• Tahira Jabeen
  • Abida Anwar
  • Nadeem Haider Bukhari


The study explores transitivity in the text of the last address of Prophet Muhammad PBUH; delivered in Makkah (Saudi Arabia),  on 9th Dhu-al-Hajj 10 AH  in Uranah valley of Mount Arafat during the Islamic pilgrimage. The study is an analysis of the address on the basis of Systematic Functional Grammar (SFG) introduced by Michael Halliday. The study examines Transitivity; one of the aspects of Lexico Grammar. Data for the analysis of transitivity have been obtained from the text of the address, available online, and through reading and re-reading, the text was segmented into clauses then quantitative as well as qualitative analysis was conducted. The analysis explains language structure and functional meaning based on taxonomy of processes. The structure of language of last address of Prophet Muhammad manipulates certain concepts and meanings which are explicitly not present in the text. The study concludes that the highest proportion in the text is of relational process with 29.85%. Mental process came a bit distant with 28.35%, material process contributed 26.8% of the text. Behavioral, existential and verbal processes have an overall representation of 5.97%, 4.47% and 4.47% respectively.
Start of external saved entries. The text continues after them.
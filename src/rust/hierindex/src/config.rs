use serde::{Deserialize, Serialize};

/// Options fixed at construction time.
#[derive(Debug, Clone, Copy, PartialEq, Eq, Serialize, Deserialize)]
#[serde(default)]
pub struct IndexConfig {
    /// Memoize descendant and ancestor queries per identifier.
    pub memoize: bool,
    /// Expected number of records, used to pre-size the lookup tables.
    pub capacity: usize,
}

impl Default for IndexConfig {
    fn default() -> Self {
        Self {
            memoize: true,
            capacity: 0,
        }
    }
}

impl IndexConfig {
    pub fn new() -> Self {
        Self::default()
    }

    pub fn memoize(mut self, memoize: bool) -> Self {
        self.memoize = memoize;
        self
    }

    pub fn with_capacity(mut self, capacity: usize) -> Self {
        self.capacity = capacity;
        self
    }
}
//! Response construction.
//!
//! # Responsibilities
//! - Turn a navigation outcome into an HTTP response
//! - Map routing errors to appropriate HTTP status codes
//!
//! # Design Decisions
//! - A location reached through a redirect answers 308 with the final
//!   location, so the browser URL ends up on the real route
//! - Unknown paths and names are 404 with a JSON body the client can render
//!   as its not-found view
//! - Malformed tables and failed view loads are server errors

use axum::{
    http::{header, HeaderValue, StatusCode},
    response::{IntoResponse, Response},
    Json,
};
use serde::Serialize;

use crate::routing::{Navigation, RoutingError};

#[derive(Debug, Serialize)]
struct ErrorBody {
    kind: &'static str,
    error: String,
}

impl IntoResponse for RoutingError {
    fn into_response(self) -> Response {
        let (status, kind) = match &self {
            RoutingError::NotFound { .. } => (StatusCode::NOT_FOUND, "not_found"),
            RoutingError::UnknownRouteName { .. } => (StatusCode::NOT_FOUND, "unknown_route_name"),
            RoutingError::CyclicRedirect { .. } => (StatusCode::INTERNAL_SERVER_ERROR, "cyclic_redirect"),
            RoutingError::ViewLoad { .. } => (StatusCode::INTERNAL_SERVER_ERROR, "view_load"),
        };
        let body = ErrorBody {
            kind,
            error: self.to_string(),
        };
        (status, Json(body)).into_response()
    }
}

/// Response for a resolved location: redirect to the final location if the
/// route was reached through a redirect, otherwise the active route.
pub fn location_response(navigation: Navigation) -> Response {
    match navigation {
        Navigation::Activated(active) if active.redirected_from.is_some() => {
            match HeaderValue::from_str(&active.full_path) {
                Ok(location) => (
                    StatusCode::PERMANENT_REDIRECT,
                    [(header::LOCATION, location)],
                    Json(active),
                )
                    .into_response(),
                Err(_) => (StatusCode::OK, Json(active)).into_response(),
            }
        }
        other => navigation_response(other),
    }
}

/// Response for a navigation by name: always the active route itself.
pub fn navigation_response(navigation: Navigation) -> Response {
    match navigation {
        Navigation::Activated(active) => (StatusCode::OK, Json(active)).into_response(),
        Navigation::Superseded => (
            StatusCode::CONFLICT,
            Json(ErrorBody {
                kind: "superseded",
                error: "navigation superseded by a newer request".to_string(),
            }),
        )
            .into_response(),
    }
}
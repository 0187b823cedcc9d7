//! Lifecycle management subsystem.
//!
//! # Data Flow
//! ```text
//! Startup (main):
//!     Load config → Validate → Build route table → Bind listener
//!
//! Shutdown (shutdown.rs, signals.rs):
//!     Ctrl+C or Shutdown::trigger → Stop accepting → Drain → Exit
//! ```
//!
//! # Design Decisions
//! - Ordered startup: config first, then router, then listener
//! - Tests stop the shell through the broadcast, not a signal

pub mod shutdown;
pub mod signals;

pub use shutdown::Shutdown;
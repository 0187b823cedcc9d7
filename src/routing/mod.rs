//! Routing subsystem.
//!
//! # Data Flow
//! ```text
//! Navigation event (initial load, link, back/forward)
//!     → matcher.rs (strip base path, split query/fragment, exact match)
//!     → table.rs (route lookup, follow redirects)
//!     → view.rs (load lazy view, if any)
//!     → router.rs (commit to the active-route slot)
//!
//! Table compilation (at startup):
//!     Route[]
//!     → Check names and paths are unique
//!     → Compile exact-path matchers
//!     → Freeze as immutable RouteTable
//! ```
//!
//! # Design Decisions
//! - Table built once at startup, immutable at runtime
//! - Exact path matching only (no params, no wildcards)
//! - Deterministic: same location always resolves to the same route
//! - First declared match wins
//! - Only successful navigations write the active-route slot

pub mod error;
pub mod history;
pub mod matcher;
pub mod router;
pub mod table;
pub mod view;

pub use error::{RoutingError, TableError};
pub use history::History;
pub use matcher::{BasePath, Location, MatchOptions};
pub use router::{ActiveRoute, Navigation, Router, RouterState};
pub use table::{Route, RouteTable, RouteTarget};
pub use view::{EagerViews, ViewId, ViewLoadError, ViewLoader};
The occurrence of verbal and existential processes was the least in the text. Transitivity analysis of last address identified that the Prophet Muhammad’s real purpose was to make His audience the man of attributes meet the challenges and succeed in the life. He also used mental and material process in a significant and fair proportion to make his audience cognizant and conscious of actions. The study fills the gap of linguistic study of religious text based on SFG. The research will function as a torch bearer for future studies regarding religious text on the basis of SFG.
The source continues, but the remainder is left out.